Reproduce, please, only the lines from the first line below to the line containing "negotiating one request.", inclusive.

**Information supplied**:
= = =
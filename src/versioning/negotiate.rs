//! `Accept` header negotiation against a resource's declared representations.

use crate::errors::AppError;
use crate::versioning::media_type::MediaType;

/// Outcome of negotiating one request.
#[derive(Debug, Clone, PartialEq, Eq)]
pub enum Negotiation {
    /// Serve the resource's own handler; the media type is always the latest.
    Latest(MediaType),
    /// Serve an older representation through its transform.
    Legacy(MediaType),
}

impl Negotiation {
    pub fn media_type(&self) -> &MediaType {
        match self {
            Negotiation::Latest(media) | Negotiation::Legacy(media) => media,
        }
    }
}

/// A single parsed media range from an `Accept` header.
#[derive(Debug, Clone, PartialEq)]
struct MediaRange {
    kind: String,
    subtype: String,
    quality: f32,
}

impl MediaRange {
    /// Only `q` is read. Any other range parameter (`charset`, ...) is
    /// dropped, so `application/x+json; charset=utf-8` matches
    /// `application/x+json` instead of being treated as a different range.
    fn parse(raw: &str) -> Option<Self> {
        let mut parts = raw.split(';');
        let essence = parts.next()?.trim();
        let (kind, subtype) = essence.split_once('/')?;
        let (kind, subtype) = (kind.trim(), subtype.trim());
        if kind.is_empty() || subtype.is_empty() || (kind == "*" && subtype != "*") {
            return None;
        }

        let mut quality = 1.0;
        for param in parts {
            let Some((key, value)) = param.split_once('=') else {
                continue;
            };
            if key.trim().eq_ignore_ascii_case("q") {
                quality = value.trim().parse::<f32>().ok()?;
                if !quality.is_finite() {
                    return None;
                }
                quality = quality.clamp(0.0, 1.0);
            }
        }

        Some(Self {
            kind: kind.to_ascii_lowercase(),
            subtype: subtype.to_ascii_lowercase(),
            quality,
        })
    }

    /// Higher is more specific, `None` when the range does not cover the type.
    fn specificity(&self, kind: &str, subtype: &str) -> Option<u8> {
        let mut score = 0;
        if self.kind == kind {
            score |= 2;
        } else if self.kind != "*" {
            return None;
        }
        if self.subtype == subtype {
            score |= 1;
        } else if self.subtype != "*" {
            return None;
        }
        Some(score)
    }
}

/// Parsed `Accept` header. An absent header accepts everything.
#[derive(Debug, Clone, PartialEq)]
pub struct AcceptHeader {
    ranges: Option<Vec<MediaRange>>,
}

impl AcceptHeader {
    pub fn parse(header: Option<&str>) -> Self {
        let ranges = header.map(|raw| {
            raw.split(',')
                .filter(|part| !part.trim().is_empty())
                .filter_map(MediaRange::parse)
                .collect()
        });
        Self { ranges }
    }

    /// Whether the client accepts `media_type`, judged by the most specific
    /// matching range (ties go to the higher quality).
    pub fn accepts(&self, media_type: &str) -> bool {
        let Some(ranges) = &self.ranges else {
            return true;
        };
        let Some((kind, subtype)) = media_type.split_once('/') else {
            return false;
        };
        let (kind, subtype) = (kind.to_ascii_lowercase(), subtype.to_ascii_lowercase());

        ranges
            .iter()
            .filter_map(|range| range.specificity(&kind, &subtype).map(|s| (s, range.quality)))
            .max_by(|a, b| a.0.cmp(&b.0).then(a.1.total_cmp(&b.1)))
            .is_some_and(|(_, quality)| quality > 0.0)
    }

    pub fn accepts_anything(&self) -> bool {
        self.accepts("*/*")
    }
}

/// Picks the representation for a request.
///
/// A client that accepts `*/*` always gets the latest representation.
/// Otherwise the candidates are scanned oldest first and the first acceptable
/// one wins.
pub fn negotiate(
    accept: Option<&str>,
    candidates: &[MediaType],
    latest: &MediaType,
) -> Result<Negotiation, AppError> {
    let header = AcceptHeader::parse(accept);

    if header.accepts_anything() {
        return Ok(Negotiation::Latest(latest.clone()));
    }

    let selected = candidates
        .iter()
        .find(|candidate| header.accepts(candidate.as_str()))
        .ok_or_else(|| AppError::NotAcceptable {
            accept: accept.unwrap_or_default().to_string(),
            supported_types: candidates.iter().map(ToString::to_string).collect(),
        })?;

    if selected == latest {
        Ok(Negotiation::Latest(latest.clone()))
    } else {
        Ok(Negotiation::Legacy(selected.clone()))
    }
}

#[cfg(test)]
mod tests {
    use super::*;

    fn candidates() -> Vec<MediaType> {
        ["v1", "v2", "v3"]
            .iter()
            .map(|v| MediaType::new("vnd.example.user", v).unwrap())
            .collect()
    }

    fn run(accept: Option<&str>) -> Result<Negotiation, AppError> {
        let candidates = candidates();
        negotiate(accept, &candidates, &candidates[2])
    }

    fn version(accept: &str) -> (bool, String) {
        match run(Some(accept)).unwrap() {
            Negotiation::Latest(media) => (true, media.version().to_string()),
            Negotiation::Legacy(media) => (false, media.version().to_string()),
        }
    }

    #[test]
    fn wildcard_and_missing_header_force_latest() {
        assert_eq!(version("*/*"), (true, "v3".into()));
        assert_eq!(version("application/vnd.example.user.v1+json, */*;q=0.1"), (true, "v3".into()));
        assert!(matches!(run(None), Ok(Negotiation::Latest(m)) if m.version() == "v3"));
    }

    #[test]
    fn exact_match_selects_legacy_version() {
        assert_eq!(version("application/vnd.example.user.v1+json"), (false, "v1".into()));
        assert_eq!(version("application/vnd.example.user.v2+json"), (false, "v2".into()));
        assert_eq!(version("APPLICATION/VND.EXAMPLE.USER.V2+JSON"), (false, "v2".into()));
    }

    #[test]
    fn exact_latest_is_native() {
        assert_eq!(version("application/vnd.example.user.v3+json"), (true, "v3".into()));
    }

    #[test]
    fn first_declared_match_wins_regardless_of_quality() {
        let accept = "application/vnd.example.user.v3+json;q=1, application/vnd.example.user.v2+json;q=0.2";
        assert_eq!(version(accept), (false, "v2".into()));
        assert_eq!(version("application/*"), (false, "v1".into()));
    }

    #[test]
    fn zero_quality_excludes_a_type() {
        let accept = "application/*, application/vnd.example.user.v1+json;q=0";
        assert_eq!(version(accept), (false, "v2".into()));
        assert!(run(Some("*/*;q=0")).is_err());
    }

    #[test]
    fn unsupported_type_lists_every_candidate() {
        match run(Some("application/json")) {
            Err(AppError::NotAcceptable {
                accept,
                supported_types,
            }) => {
                assert_eq!(accept, "application/json");
                assert_eq!(
                    supported_types,
                    [
                        "application/vnd.example.user.v1+json",
                        "application/vnd.example.user.v2+json",
                        "application/vnd.example.user.v3+json",
                    ]
                );
            }
            other => panic!("expected NotAcceptable, got {other:?}"),
        }
    }

    #[test]
    fn empty_or_garbage_header_accepts_nothing() {
        assert!(run(Some("")).is_err());
        assert!(run(Some("nonsense")).is_err());
        assert!(run(Some("application/vnd.example.user.v1+json;q=abc")).is_err());
    }

    #[test]
    fn parameters_other_than_quality_are_ignored() {
        let accept = "application/vnd.example.user.v2+json; charset=utf-8";
        assert_eq!(version(accept), (false, "v2".into()));
        let accept = "application/vnd.example.user.v1+json; charset=utf-8";
        assert_eq!(version(accept), (false, "v1".into()));
    }

    #[test]
    fn missing_header_accepts_everything() {
        let header = AcceptHeader::parse(None);
        assert!(header.accepts_anything());
        assert!(header.accepts("text/html"));
    }

    #[test]
    fn type_wildcard_does_not_imply_any() {
        let header = AcceptHeader::parse(Some("application/*"));
        assert!(!header.accepts_anything());
        assert!(header.accepts("application/json"));
        assert!(!header.accepts("text/html"));
    }
}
= = =
**Answer to the exercise**:
filename src/versioning/negotiate.rs
//! `Accept` header negotiation against a resource's declared representations.

use crate::errors::AppError;
use crate::versioning::media_type::MediaType;

/// Outcome of negotiating one request.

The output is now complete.